PRAGUE, 30 January, Caucasus Times – Republic of Ingushetia President Yunus-Bek Yevkurov is already facing a serious challenge to his authority from many Ingush who expressed approval and optimism at his appointment just three months ago.
Over the past three weeks, the independent website ingushetia.org has repeatedly urged delegates to an “all-national congress of the Ingush people” on January 31 to pressure the republic’s leadership to reject proposed republican legislation on local self-government that, the website argues, would be tantamount to abandoning longstanding territorial claims on the neighboring republics of Chechnya and North Ossetia.
Some Ingush have even advocated secession from the Russian Federation and the proclamation of an independent Ingush state.
Public organizations and villages across the republic have elected 3,323 delegates to the congress — the first such gathering to be held since Yevkurov’s now-discredited predecessor Murat Zyazikov came to power in 2002. Three separate cases have been reported of local officials arbitrarily amending the lists of elected deputies to include Zyazikov supporters, according to ingushetia.org on January 19. Twenty-seven Republic of Ingushetia parliament deputies will attend ex officio; former President Ruslan Aushev has been invited, but it is not known whether he accepted that invitation.
Yevkurov’s decree of January 8 scheduling the congress proposed that delegates focus on how to stabilize the sociopolitical situation in Ingushetia, where for the past two years armed clashes between police and Islamic militants have occurred almost on a daily basis; on corruption, which evolved into a major problem under Zyazikov; and on the planned legislation on local self-government, which would designate the external borders of the republic and the internal borders between the various municipalities.
The first two issues on the agenda are, however, likely to be eclipsed by the third, which has dominated public debate in the run-up to the congress.

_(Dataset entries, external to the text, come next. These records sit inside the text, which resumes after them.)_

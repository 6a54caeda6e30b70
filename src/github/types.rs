use chrono::{DateTime, Utc};
use serde::{Deserialize, Serialize};

/// Owner + name of a repository on the host.
#[derive(Debug, Clone, PartialEq, Eq)]
pub struct RepoRef {
    pub owner: String,
    pub name: String,
}

impl RepoRef {
    pub fn new(owner: impl Into<String>, name: impl Into<String>) -> Self {
        Self {
            owner: owner.into(),
            name: name.into(),
        }
    }

    /// The repository slug used in log lines and report file names.
    pub fn slug(&self) -> &str {
        &self.name
    }
}

impl std::fmt::Display for RepoRef {
    fn fmt(&self, f: &mut std::fmt::Formatter<'_>) -> std::fmt::Result {
        write!(f, "{}/{}", self.owner, self.name)
    }
}

/// Envelope of every GraphQL response.
#[derive(Debug, Deserialize)]
pub struct GraphQlResponse<T> {
    pub data: Option<T>,
    #[serde(default)]
    pub errors: Vec<GraphQlErrorMessage>,
}

#[derive(Debug, Deserialize)]
pub struct GraphQlErrorMessage {
    pub message: String,
}

#[derive(Debug, Serialize)]
pub struct GraphQlRequest<'a, V> {
    pub query: &'a str,
    pub variables: V,
}

#[derive(Debug, Serialize)]
#[serde(rename_all = "camelCase")]
pub struct TagQueryVariables<'a> {
    pub owner: &'a str,
    pub repository: &'a str,
    pub qualified_name: &'a str,
}

#[derive(Debug, Deserialize)]
pub struct TagQueryData {
    pub repository: Option<TagQueryRepository>,
}

#[derive(Debug, Deserialize)]
pub struct TagQueryRepository {
    #[serde(rename = "ref")]
    pub reference: Option<TagRef>,
}

/// A `refs/tags/...` reference and the object it points at.
#[derive(Debug, Clone, Deserialize)]
pub struct TagRef {
    pub name: String,
    pub target: GitObject,
}

/// The object behind a ref, discriminated by its GraphQL `__typename`.
///
/// Lightweight tags point straight at a `Commit`; annotated tags point at a
/// `Tag` object whose own target is (usually) the commit.
#[derive(Debug, Clone, Deserialize)]
#[serde(tag = "__typename")]
pub enum GitObject {
    Commit(CommitNode),
    Tag(AnnotatedTagNode),
    #[serde(other)]
    Other,
}

impl GitObject {
    pub fn kind(&self) -> &'static str {
        match self {
            GitObject::Commit(_) => "commit",
            GitObject::Tag(_) => "tag",
            GitObject::Other => "non-commit",
        }
    }
}

#[derive(Debug, Clone, Deserialize)]
#[serde(rename_all = "camelCase")]
pub struct CommitNode {
    pub oid: String,
    pub committed_date: Option<DateTime<Utc>>,
}

#[derive(Debug, Clone, Deserialize)]
pub struct AnnotatedTagNode {
    #[serde(default)]
    pub target: Option<Box<GitObject>>,
}

/// One entry of the REST closed-issues listing. Pull requests are issues too.
#[derive(Debug, Clone, Deserialize)]
pub struct IssueSummary {
    pub number: u64,
    #[serde(default)]
    pub title: String,
}

#[derive(Debug, Serialize)]
#[serde(rename_all = "camelCase")]
pub struct PullRequestQueryVariables<'a> {
    pub owner: &'a str,
    pub repository: &'a str,
    pub number: u64,
    pub page_size: usize,
}

#[derive(Debug, Deserialize)]
pub struct PullRequestQueryData {
    pub repository: Option<PullRequestQueryRepository>,
}

#[derive(Debug, Deserialize)]
#[serde(rename_all = "camelCase")]
pub struct PullRequestQueryRepository {
    pub pull_request: Option<PullRequestNode>,
}

/// Full pull request detail as returned by the GraphQL API.
#[derive(Debug, Clone, Deserialize)]
#[serde(rename_all = "camelCase")]
pub struct PullRequestNode {
    pub number: u64,
    pub title: String,
    pub created_at: DateTime<Utc>,
    pub merged_at: Option<DateTime<Utc>>,
    pub url: String,
    #[serde(default)]
    pub body: Option<String>,
    pub merged: bool,
    pub base_ref_name: String,
    pub author: Option<Actor>,
    pub merged_by: Option<Actor>,
    pub merge_commit: Option<MergeCommit>,
    #[serde(default)]
    pub files: Option<Connection<ChangedFile>>,
    #[serde(default)]
    pub reviews: Option<Connection<Review>>,
}

/// A user, bot or organization. `name` only exists on `User`.
#[derive(Debug, Clone, Default, Deserialize)]
pub struct Actor {
    #[serde(default)]
    pub login: String,
    #[serde(default)]
    pub name: Option<String>,
}

#[derive(Debug, Clone, Deserialize)]
pub struct MergeCommit {
    pub oid: Option<String>,
}

#[derive(Debug, Clone, Deserialize)]
pub struct Connection<T> {
    #[serde(default = "Vec::new")]
    pub nodes: Vec<T>,
}

#[derive(Debug, Clone, Deserialize)]
pub struct ChangedFile {
    pub path: String,
}

#[derive(Debug, Clone, Deserialize)]
#[serde(rename_all = "camelCase")]
pub struct Review {
    pub author: Option<Actor>,
    pub state: String,
    pub updated_at: DateTime<Utc>,
}
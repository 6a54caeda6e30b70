pub mod collector;
pub mod enricher;
pub mod tag;
pub mod types;

pub use collector::PullRequestCollector;
pub use enricher::PullRequestEnricher;
pub use tag::TagResolver;
pub use types::PullRequestRecord;

use thiserror::Error;
use tracing::{info, instrument};

use crate::github::{GitHubError, RepoRef, SourceHost};

/// Failures that abort the pipeline for one repository.
#[derive(Debug, Error)]
pub enum PipelineError {
    #[error("The repository `{slug}` doesn't contain the `{tag}` tag")]
    NotFound { slug: String, tag: String },

    #[error("The `{tag}` tag in `{slug}` points at a commit without a committed date")]
    IncompleteData { slug: String, tag: String },

    #[error("The `{tag}` tag in `{slug}` points at a {kind} object, expected a commit")]
    UnsupportedTarget {
        slug: String,
        tag: String,
        kind: &'static str,
    },

    #[error(transparent)]
    Transport(#[from] GitHubError),
}

/// Run tag resolution, collection and enrichment for one repository and
/// return the records in candidate order.
#[instrument(skip(host), fields(repo = %repo))]
pub async fn run(
    host: &dyn SourceHost,
    repo: &RepoRef,
    since_tag: &str,
    release_branch: &str,
) -> Result<Vec<PullRequestRecord>, PipelineError> {
    let cutoff = TagResolver::new(host).resolve(repo, since_tag).await?;
    info!(%cutoff, "resolved since tag");

    let candidates = PullRequestCollector::new(host).collect(repo, cutoff).await?;
    info!(candidates = candidates.len(), "collected candidate pull requests");

    let records = PullRequestEnricher::new(host, release_branch)
        .enrich_all(repo, &candidates)
        .await?;
    info!(records = records.len(), "enriched pull requests");

    Ok(records)
}
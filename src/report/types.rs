use chrono::{DateTime, Utc};

use crate::pipeline::PullRequestRecord;

/// Everything the renderer needs for one repository's release report.
#[derive(Debug)]
pub struct Report {
    /// Owner of the repository
    pub organization: String,
    /// Repository name
    pub slug: String,
    /// Version label of the release being reported (the "until" value)
    pub version: String,
    /// When the report was generated
    pub generated_at: DateTime<Utc>,
    /// Merged pull requests, in pipeline order
    pub pull_requests: Vec<PullRequestRecord>,
}

impl Report {
    /// File name used when the report is written to an output directory.
    pub fn file_name(&self) -> String {
        format!("pr_report_{}_{}.md", self.slug, self.version)
    }

    /// Distinct people who approved at least one pull request, in first-seen order.
    pub fn approvers(&self) -> Vec<&str> {
        let mut seen = Vec::new();
        for reviewer in self.pull_requests.iter().flat_map(|pr| &pr.reviewers) {
            if !seen.contains(&reviewer.user.as_str()) {
                seen.push(reviewer.user.as_str());
            }
        }
        seen
    }
}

A two-hour meeting on January 20 between Yevkurov and 10 delegates to the congress elected by the Conference of NGOs of Ingushetia failed to reach a consensus over the draft law. Yevkurov continues to insist that it should be adopted in the current form, which states that the Republic of Ingushetia consists of three municipalities — Nazran, Sunzha, and Malgobek — but which also contains the proviso that the law does not extend to the territories that in accordance with the April 1991 Law on the Rehabilitation of the Repressed Peoples should be incorporated into the Republic of Ingushetia.
In other words, it leaves the door open for amending the composition of the republic in the future to incorporate more territory.
The 10 congress delegates, for their part, insisted the draft law be amended to stipulate that Prigorodny Raion, currently part of North Ossetia, and other territories regarded as historically Ingush land are part of Ingushetia. Both sides did agree, however, on the need to delineate formally the present administrative border between Ingushetia and the Chechen Republic.
Some other delegates, however, have reportedly prepared a draft resolution for discussion at the congress arguing that the law on local self-government should not be adopted until those Ingush who fled Prigorodny Raion during the interethnic clashes of October-November 1992 have been permitted to return to their homes. To that end, they propose asking the Russian Federation Constitutional Court to declare unconstitutional the federal legislation requiring Chechnya and Ingushetia to adopt legislation on local self-government.
National Republic Of Ingushetia
The independent website ingushetia.org, for its part, posted an unsigned statement on January 24 arguing that the congress is set to approve “the sale of a considerable portion of sacred Ingush territory” for 29 billion rubles ($832.6 million) — a reference to the investment package Russian President Dmitry Medvedev announced during his visit to Ingushetia on January 20.
The statement explained that “adopting the law on the borders of municipalities without including the expropriated and other historic Ingush lands is tantamount to officially relinquishing [any claim on] a considerable part of one’s homeland.”
Even more categorical in its wording is a draft resolution posted on January 28 on the website in the name of the hitherto unknown Ingush Democratic Party. That resolution argues that over the past two centuries the Ingush nation has been subjected to systematic violence and discrimination on the part of Russia, and more recently, to attempts at its physical annihilation or total assimilation. For that reason, it continues, the congress should dissolve the Republic of Ingushetia and proclaim a sovereign Ingush state — the National Republic of Ingushetia, that would encompass all historic Ingush lands.
The statement says the congress should form a provisional government and schedule elections to a new parliament within 60 days. It should appeal to the international community to recognize the fledgling Ingush state and establish diplomatic relations with it, and to support it in the event of a military threat from Russia. (That hope seems utopian in the light of the West’s failure to intervene on Georgia’s behalf during the August fighting in South Ossetia.) It discounts the possibility that Moscow will react to any such declaration of secession the same way as it did in Chechnya in 1994.
Ingush oppositionists have raised the possibility of secession on previous occasions, purely as a tactical move to pressure Moscow. But statements such as this one could still serve as a pretext for rounding up the Ingush opposition en masse and banning the planned congress. Just one hour after it was posted online, Roza Malsagova formally announced she will step down as editor of ingushetia.org.